Exercise instructions ▸ Provide again, from the entries below, every line from the one containing "pub fn is_empty(&self)" through the one containing "repository 97e57698f7177bb0", exactly as written, and no other line.

Data records: Begin

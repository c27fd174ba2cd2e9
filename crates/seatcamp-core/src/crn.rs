use serde::Serialize;
use std::fmt;

/// A course reference number: exactly 5 ASCII digits. Immutable once parsed.
#[derive(Debug, Clone, PartialEq, Eq, Hash, Serialize)]
#[serde(transparent)]
pub struct Crn(String);

#[derive(thiserror::Error, Debug, Clone, PartialEq, Eq)]
#[error("Skipping invalid CRN {token:?} (expected exactly 5 digits)")]
pub struct CrnError {
    pub token: String,
}

impl Crn {
    pub fn parse(token: &str) -> Result<Self, CrnError> {
        if token.len() == 5 && token.bytes().all(|b| b.is_ascii_digit()) {
            Ok(Self(token.to_string()))
        } else {
            Err(CrnError {
                token: token.to_string(),
            })
        }
    }

    pub fn as_str(&self) -> &str {
        &self.0
    }
}

impl fmt::Display for Crn {
    fn fmt(&self, f: &mut fmt::Formatter<'_>) -> fmt::Result {
        f.write_str(&self.0)
    }
}

/// Result of validating one raw batch of operator input.
#[derive(Debug, Clone, Default)]
pub struct CrnBatch {
    /// Well-formed codes in input order. Duplicates pass through as given.
    pub codes: Vec<Crn>,
    /// One notice per rejected token, in input order.
    pub skipped: Vec<CrnError>,
}

impl CrnBatch {
    pub fn is_empty(&self) -> bool {
        self.codes.is_empty()
    }
}

/// Split free-form operator text on commas and whitespace and validate each
/// token. Invalid tokens are skipped with a notice, never an error; an
/// all-invalid batch simply yields an empty `codes` list.
pub fn parse_crns(raw: &str) -> CrnBatch {
    let mut batch = CrnBatch::default();
    for token in raw.split(|c: char| c == ',' || c.is_whitespace()) {
        let token = token.trim();
        if token.is_empty() {
            continue;
        }
        match Crn::parse(token) {
            Ok(crn) => batch.codes.push(crn),
            Err(e) => batch.skipped.push(e),
        }
    }
    batch
}
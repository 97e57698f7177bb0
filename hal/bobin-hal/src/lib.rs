//! Bobin Hardware Abstraction Layer
//!
//! This crate defines the hardware abstraction traits that sit between the
//! winder logic and a chip-specific HAL. The core state machine only ever
//! sees these traits, so it runs unchanged on the RP2040 and on the host
//! under test.
//!
//! # Architecture
//!
//! ```text
//! ┌─────────────────────────────────────────┐
//! │  Application (bobin-firmware, tests)    │
//! └─────────────────────────────────────────┘
//!                     │
//!                     ▼
//! ┌─────────────────────────────────────────┐
//! │  bobin-hal (this crate - traits)        │
//! └─────────────────────────────────────────┘
//!                     │
//!                     ▼
//!             ┌───────────────┐
//!             │  bobin-hal-   │
//!             │    rp2040     │
//!             └───────────────┘
//! ```
//!
//! # Traits
//!
//! - [`gpio::OutputPin`], [`gpio::InputPin`] - Digital I/O (pedal, sensors, buzzer)
//! - [`uart::UartTx`], [`uart::UartRx`] - Serial link to the motor controller
//! - [`adc::AnalogInput`] - Speed potentiometer
//! - [`time::Clock`] - Wrapping millisecond counter
//! - [`keypad::KeypadSource`] - Matrix keypad press/release events

#![no_std]
#![deny(unsafe_code)]

pub mod adc;
pub mod gpio;
pub mod keypad;
pub mod time;
pub mod uart;

// Re-export key traits at crate root for convenience
pub use adc::AnalogInput;
pub use gpio::{InputPin, Level, OutputPin};
pub use keypad::{KeyEvent, KeyState, KeypadSource};
pub use time::{elapsed_ms, Clock};
pub use uart::{UartRx, UartTx};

Data records: End

Completed task ▸
    pub fn is_empty(&self) -> bool {
        self.codes.is_empty()
    }
}

/// Split free-form operator text on commas and whitespace and validate each
/// token. Invalid tokens are skipped with a notice, never an error; an
/// all-invalid batch simply yields an empty `codes` list.
pub fn parse_crns(raw: &str) -> CrnBatch {
    let mut batch = CrnBatch::default();
    for token in raw.split(|c: char| c == ',' || c.is_whitespace()) {
        let token = token.trim();
        if token.is_empty() {
            continue;
        }
        match Crn::parse(token) {
            Ok(crn) => batch.codes.push(crn),
            Err(e) => batch.skipped.push(e),
        }
    }
    batch
}
repository 97e57698f7177bb0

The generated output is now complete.